Game Octane was given a copy of this game for use in this review. All content contained within the article are the sole thoughts and opinion of the author and has not been influenced or doctored in any way.
ScourgeBringer is an early access game on steam by Flying Oaks Games That emphasizes twitch gameplay and fluid combat while rewarding that effort with the ability to make your character stronger as they continue to battle demons in an ever changing world full of demons. Perhaps I’m getting ahead of myself though. Let’s break down what makes, and at times breaks, this game.
This game really shines in art direction. The pixel work is a glorious throwback to the 8/16bit aesthetic with the added bonus of a modern games limitless palate for it’s canvas. That said the colors are more muted save for character and enemy sprites which in turn makes it much easier to differentiate what you can interact with. Music is also a highlight despite it’s simplicity. it helps with immersion and it lets you know when you need the adrenaline or if it’s cool to take a break.

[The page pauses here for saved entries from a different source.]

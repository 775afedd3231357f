use super::TreeSet;
use crate::TreeMap;

impl<T> TreeSet<T> {
    /// Creates an empty set whose underlying map is preallocated for
    /// `capacity` elements, so the first `capacity` insertions never grow
    /// the storage.
    ///
    /// `BTreeSet` exposes no capacity surface; the arena-backed layout is
    /// what makes preallocation meaningful here.
    ///
    /// # Examples
    ///
    /// ```
    /// use sabi_tree::TreeSet;
    ///
    /// let mut set = TreeSet::with_capacity(3);
    /// assert_eq!(set.capacity(), 3);
    ///
    /// set.extend([10, 20, 30]);
    /// assert_eq!(set.capacity(), 3);
    /// ```
    ///
    /// # Complexity
    ///
    /// O(capacity).
    #[must_use]
    pub fn with_capacity(capacity: usize) -> Self {
        TreeSet {
            map: TreeMap::with_capacity(capacity),
        }
    }

    /// Returns the number of elements the set can hold before its storage
    /// grows.
    ///
    /// Slots freed by removal are recycled before the storage allocates, so
    /// capacity never shrinks while elements come and go.
    ///
    /// # Examples
    ///
    /// ```
    /// use sabi_tree::TreeSet;
    ///
    /// let mut set = TreeSet::with_capacity(2);
    /// set.insert('a');
    /// set.insert('b');
    /// set.remove(&'a');
    ///
    /// // The freed slot serves the next insertion.
    /// set.insert('c');
    /// assert_eq!(set.capacity(), 2);
    /// ```
    ///
    /// # Complexity
    ///
    /// O(1)
    #[must_use]
    pub fn capacity(&self) -> usize {
        self.map.capacity()
    }
}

As for the story? It’s simple enough. Something shows up, it’s a bad thing. a clan of people spend generations fighting it, you are the last hope. That’s really all there is too it and let’s face it: did you really need something robust for an arena fighter? Doom sure didn’t and neither does ScourgeBringer.
ScourgeBringer is a randomly generated map explorer meets arena fighter. In this regard it does fairly well. Animations are fluid, combat is polished and rewarding for those who learn it’s finer intricacies, and you get to restock via challenges and a store. There is also an experience system that awards you points for a skill tree to further develop your character. Each area has a mini boss to fight that unlocks the main boss of that floor. It’s very Binding of Issac only with emphasis on sword play.

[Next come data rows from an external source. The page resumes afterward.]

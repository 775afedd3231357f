//! An ordered map backed by an unbalanced binary search tree.

use core::borrow::Borrow;
use core::cmp::Ordering;
use core::fmt;
use core::hash::{Hash, Hasher};
use core::iter::FusedIterator;
use core::marker::PhantomData;
use core::mem;
use core::ops::{Bound, Index, RangeBounds};

use crate::raw::{Handle, InsertResult, RawTree};

mod capacity;
mod cursor;
mod entry;

pub use cursor::{Cursor, CursorMut};
pub use entry::{Entry, OccupiedEntry, VacantEntry};

/// Validates that the start bound does not exceed the end bound.
///
/// # Panics
///
/// Panics if `start > end` or if `start == end` and both bounds are `Excluded`.
fn validate_range_bounds<T, R>(range: &R)
where
    T: ?Sized + Ord,
    R: RangeBounds<T>,
{
    if let (Bound::Included(start) | Bound::Excluded(start), Bound::Included(end) | Bound::Excluded(end)) =
        (range.start_bound(), range.end_bound())
    {
        let valid =
            if matches!(range.start_bound(), Bound::Excluded(_)) && matches!(range.end_bound(), Bound::Excluded(_)) {
                start < end
            } else {
                start <= end
            };
        assert!(valid, "range start is greater than range end in TreeMap");
    }
}

/// An ordered map based on a binary search tree with stable node addresses.
///
/// Given a key type with a [total order], an ordered map stores its entries in key order.
/// That means that keys must be of a type that implements the [`Ord`] trait,
/// such that two keys can always be compared to determine their [`Ordering`].
/// Examples of keys with a total order are strings with lexicographical order,
/// and numbers with their natural order.
///
/// The tree is not rebalanced. Lookups, insertions, and removals walk one
/// root-to-leaf path and cost O(depth): O(log n) on average when keys arrive
/// in random order, degrading to O(n) when keys arrive pre-sorted. In
/// exchange, an entry never moves for as long as it is in the map, so a
/// [`Cursor`] pointing at it stays valid across unrelated insertions and
/// removals, and [`CursorMut::remove_current`] can remove the current entry
/// and land on a still-valid neighboring position.
///
/// Iterators obtained from functions such as [`TreeMap::iter`], [`TreeMap::into_iter`],
/// [`TreeMap::values`], or [`TreeMap::keys`] produce their items in key order; a full
/// pass costs O(n) overall, although an individual step can cost up to O(depth).
///
/// It is a logic error for a key to be modified in such a way that the key's ordering relative to
/// any other key, as determined by the [`Ord`] trait, changes while it is in the map. This is
/// normally only possible through [`Cell`], [`RefCell`], global state, I/O, or unsafe code.
/// The behavior resulting from such a logic error is not specified, but will be encapsulated to the
/// `TreeMap` that observed the logic error and not result in undefined behavior. This could
/// include panics, incorrect results, aborts, memory leaks, and non-termination.
///
/// [total order]: https://en.wikipedia.org/wiki/Total_order
/// [`Cell`]: core::cell::Cell
/// [`RefCell`]: core::cell::RefCell
///
/// # Examples
///
/// ```
/// use sabi_tree::TreeMap;
///
/// // type inference lets us omit an explicit type signature (which
/// // would be `TreeMap<&str, &str>` in this example).
/// let mut movie_reviews = TreeMap::new();
///
/// // review some movies.
/// movie_reviews.insert("Office Space",       "Deals with real issues in the workplace.");
/// movie_reviews.insert("Pulp Fiction",       "Masterpiece.");
/// movie_reviews.insert("The Godfather",      "Very enjoyable.");
/// movie_reviews.insert("The Blues Brothers", "Eye lyked it a lot.");
///
/// // check for a specific one.
/// if !movie_reviews.contains_key("Les Miserables") {
///     println!("We've got {} reviews, but Les Miserables ain't one.",
///              movie_reviews.len());
/// }
///
/// // oops, this review has a lot of spelling mistakes, let's delete it.
/// movie_reviews.remove("The Blues Brothers");
///
/// // look up the values associated with some keys.
/// let to_find = ["Up!", "Office Space"];
/// for movie in &to_find {
///     match movie_reviews.get(movie) {
///        Some(review) => println!("{movie}: {review}"),
///        None => println!("{movie} is unreviewed.")
///     }
/// }
///
/// // Look up the value for a key (will panic if the key is not found).
/// println!("Movie review: {}", movie_reviews["Office Space"]);
///
/// // iterate over everything.
/// for (movie, review) in &movie_reviews {
///     println!("{movie}: \"{review}\"");
/// }
/// ```
///
/// A `TreeMap` with a known list of items can be initialized from an array:
///
/// ```
/// use sabi_tree::TreeMap;
///
/// let solar_distance = TreeMap::from([
///     ("Mercury", 0.4),
///     ("Venus", 0.7),
///     ("Earth", 1.0),
///     ("Mars", 1.5),
/// ]);
/// ```
///
/// ## `Entry` API
///
/// `TreeMap` implements an [`Entry API`], which allows for complex
/// methods of getting, setting, updating and removing keys and their values:
///
/// [`Entry API`]: TreeMap::entry
///
/// ```
/// use sabi_tree::TreeMap;
///
/// // type inference lets us omit an explicit type signature (which
/// // would be `TreeMap<&str, u8>` in this example).
/// let mut player_stats = TreeMap::new();
///
/// fn random_stat_buff() -> u8 {
///     // could actually return some random value here - let's just return
///     // some fixed value for now
///     42
/// }
///
/// // insert a key only if it doesn't already exist
/// player_stats.entry("health").or_insert(100);
///
/// // insert a key using a function that provides a new value only if it
/// // doesn't already exist
/// player_stats.entry("defence").or_insert_with(random_stat_buff);
///
/// // update a key, guarding against the key possibly not being set
/// let stat = player_stats.entry("attack").or_insert(100);
/// *stat += random_stat_buff();
/// ```
pub struct TreeMap<K, V> {
    raw: RawTree<K, V>,
}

With all these great things about the game I must sadly admit that is where the positives end. First a minor gripe: It’s only one save file. There is no way to say purchase this game for your family and separate progress for each user. The only known workaround is to change the name of the save files to reflect which one is to be loaded on boot up. Again it’s a minor gripe and with the games price of around $15 depending on your country It’s something I can easily live with. However the most glaring issue is with it’s pacing. It is a gauntlet out the gate and there are several areas to explore each time. If you somehow fail one of your attempts, you will be sent back to the hub world to start from the beginning once more. For a game that focuses on arena style gameplay it’s a huge step back in game design to not have the option to save that progress and quick travel later. No ability to continue where you left off; just some points to give to the alter for some skills and another go at it. think dark souls but instead of continuing where you left off when you die, you go back to the very beginning and now everything has changed. It’s a frustrating choice that could be easily remedied by having a separate mode or difficulty that separates this mechanic and offer the normal mode to be more user friendly and offer checkpoints and fast travel between sections. Definitely not pick up and play friendly like the overall concept and gameplay would have you believe. It’s one flaw in a sea of perfection that sadly eclipses it’s many accolades.
Do I recommend ScourgeBringer? If it was on sale I’d certainly give it a look but the way it is as far as accessibility is concerned… There are other options that tick the boxes but sadly nothing ticks all the boxes the way it does. An overall fun and unique experience ruined by a lack of checkpoints. Hopefully The developer takes this as an opportunity to correct it’s biggest flaw and make this diamond in the rough worth putting on your finger.